Fachin precisa propor algum tipo de punição para Moraes e Mendonça, dizem interlocutores do presidente do STF

Por Valdo CruzMárcio Falcão

Aliados do presidente do Supremo Tribunal Federal (STF), Luiz Edson Fachin, defendem que ele leve ao plenário uma proposta que dê respostas aos dois protagonista da “crise Master” na Corte. E não descartam nem mesmo a discussão de uma punição aos dois colegas. Tanto para André Mendonça como para Alexandre de Moraes.

  • Mendonça deve ser advertido pelo que foi considerado uma invasão de prerrogativas da Polícia Federal e da Procuradoria-Geral da República quando o magistrado avançou sobre dados envolvendo o colega.
  • Moraes porque precisa explicar sua ligação com Daniel Vorcaro e esclarecer se tomou alguma medida para beneficiar o ex-banqueiro.
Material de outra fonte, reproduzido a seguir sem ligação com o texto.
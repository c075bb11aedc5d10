/// Cadence Player - headless CMS-backed player
use cadence_core::{AlbumId, AuthorId, PlaylistId};
use cadence_playback::PlaybackSnapshot;
use cadence_player::{render_listing, Player, PlayerConfig};
use clap::{Parser, Subcommand};
use std::path::PathBuf;
use std::time::Duration;
use tracing_subscriber::{layer::SubscriberExt, util::SubscriberInitExt};

#[derive(Parser)]
#[command(name = "cadence-player")]
#[command(about = "Headless Cadence player", long_about = None)]
struct Cli {
    /// Configuration file path (default: ./cadence.toml when present)
    #[arg(short, long, global = true)]
    config: Option<PathBuf>,

    #[command(subcommand)]
    command: Commands,
}

#[derive(Subcommand)]
enum Commands {
    /// List all songs with their durations
    Songs,
    /// List the songs of a playlist
    Playlist {
        /// Playlist id
        id: i64,
    },
    /// List the songs of an album
    Album {
        /// Album id
        id: i64,
    },
    /// List every song on an artist's albums
    Artist {
        /// Author id
        id: i64,
    },
    /// Play through a collection until it ends or Ctrl-C
    Play {
        /// Playlist id (default: all songs)
        #[arg(short, long, conflicts_with_all = ["album", "artist"])]
        playlist: Option<i64>,
        /// Album id
        #[arg(long, conflicts_with = "artist")]
        album: Option<i64>,
        /// Author id
        #[arg(long)]
        artist: Option<i64>,
        /// Track number to start from
        #[arg(short, long, default_value_t = 1)]
        track: usize,
    },
}

#[tokio::main]
async fn main() -> anyhow::Result<()> {
    let cli = Cli::parse();

    let config = PlayerConfig::load(cli.config.as_deref())?;

    // Initialize tracing
    tracing_subscriber::registry()
        .with(
            tracing_subscriber::EnvFilter::try_from_default_env()
                .unwrap_or_else(|_| config.log_filter().into()),
        )
        .with(tracing_subscriber::fmt::layer())
        .init();

    config.validate()?;
    let player = Player::from_config(&config)?;

    let result = match cli.command {
        Commands::Songs => list(&player, &config, Collection::AllSongs).await,
        Commands::Playlist { id } => {
            list(&player, &config, Collection::Playlist(PlaylistId::new(id))).await
        }
        Commands::Album { id } => list(&player, &config, Collection::Album(AlbumId::new(id))).await,
        Commands::Artist { id } => {
            list(&player, &config, Collection::Artist(AuthorId::new(id))).await
        }
        Commands::Play {
            playlist,
            album,
            artist,
            track,
        } => {
            let collection = match (playlist, album, artist) {
                (Some(id), _, _) => Collection::Playlist(PlaylistId::new(id)),
                (_, Some(id), _) => Collection::Album(AlbumId::new(id)),
                (_, _, Some(id)) => Collection::Artist(AuthorId::new(id)),
                _ => Collection::AllSongs,
            };
            play(&player, collection, track).await
        }
    };

    player.shutdown().await?;
    result
}

/// What to load into the session
enum Collection {
    AllSongs,
    Playlist(PlaylistId),
    Album(AlbumId),
    Artist(AuthorId),
}

async fn load(player: &Player, collection: Collection) -> anyhow::Result<PlaybackSnapshot> {
    let loaded = match collection {
        Collection::AllSongs => player.load_all_songs().await?,
        Collection::Playlist(id) => player.load_playlist(id).await?,
        Collection::Album(id) => player.load_album(id).await?,
        Collection::Artist(id) => player.load_artist(id).await?,
    };
    Ok(loaded)
}

async fn list(player: &Player, config: &PlayerConfig, collection: Collection) -> anyhow::Result<()> {
    let loaded = load(player, collection).await?;
    let snapshot = player
        .wait_for_durations(probe_deadline(config, loaded.playlist.len()))
        .await;

    print_listing(&snapshot);
    Ok(())
}

fn print_listing(snapshot: &PlaybackSnapshot) {
    println!("{} ({} songs):", snapshot.playlist.title(), snapshot.playlist.len());
    for line in render_listing(snapshot) {
        println!("{}", line);
    }
}

async fn play(player: &Player, collection: Collection, track: usize) -> anyhow::Result<()> {
    let loaded = load(player, collection).await?;

    if loaded.playlist.is_empty() {
        tracing::warn!("Nothing to play");
        return Ok(());
    }

    let interrupted = async {
        if let Err(e) = tokio::signal::ctrl_c().await {
            tracing::warn!(error = %e, "Cannot listen for Ctrl-C");
            std::future::pending::<()>().await;
        }
    };

    let finished = player
        .play_through(track.saturating_sub(1), interrupted)
        .await?;
    tracing::info!(
        index = ?finished.index,
        elapsed = ?finished.elapsed,
        "Stopped"
    );

    Ok(())
}

/// Upper bound for a full probe run: one timeout per concurrency batch, plus one
fn probe_deadline(config: &PlayerConfig, entries: usize) -> Duration {
    let probe = config.probe_config();
    let batches = entries.div_ceil(probe.max_concurrent.max(1)) + 1;
    probe
        .timeout
        .checked_mul(u32::try_from(batches).unwrap_or(u32::MAX))
        .unwrap_or(Duration::MAX)
}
Segundo a equipe de Fachin, o caso será submetido ao plenário físico. A expectativa é que a temperatura, que nesta quinta-feira (3) atingiu um ponto explosivo, baixe nos próximos dias com o fim de semana e o feriado de Sete de Setembro.

Depois, o presidente do STF vai aguardar as respostas de todos os lados para definir o que deve propor ao plenário do tribunal.

Nos bastidores, ministros das duas alas avaliam que teria faltado pulso a Fachin na condução da crise, o que ampliou o embate entre Moraes e Mendonça.

Integrantes da Corte ouvidos pelo blog sob a condição de reserva apontam que o presidente do STF deveria ter sido mais enfático nas conversas na tentativa de costurar algum entendimento ou até mesmo estabelecer um protocolo entre os colegas para evitar os ataques públicos, o que é visto como uma forma até mesmo de deslegitimar o Supremo e reforçar ataques externos.

Interlocutores de Fachin, no entanto, afirmam que o presidente tem atuado de forma firme e intensa para preservar a Corte diante da escalada da crise e ainda para evitar a guerra pública entre os dois colegas.

Esses auxiliares citam que o presidente tem feito intensas reuniões não só com Moraes e Mendonça, mas também com interlocutores deles e conversado individualmente com todos os ministros para construir uma solução conjunta.

Edson Fachin, presidente do STF — Foto: Gustavo Moreno/STF

Edson Fachin, presidente do STF — Foto: Gustavo Moreno/STF

“Não será possível varrer tudo isso para debaixo do tapete, tal como aconteceu no caso de Toffoli. É preciso mostrar para a sociedade que o tribunal não poupa seus pares”, disse reservadamente um aliado de Edson Fachin.

 

O presidente do STF já adotou nesta sexta-feira (4) uma medida importante, retirando o pedido de Alexandre de Moraes contra André Mendonça do âmbito do inquérito das fake news e levando o pleito para o seu gabinete.

Fachin juntou o pedido de Moraes ao de André Mendonça e determinou que todos os envolvidos na “crise Master” enviem, num prazo de cinco dias, explicações para que o presidente do STF tome a decisão do que será discutido no plenário.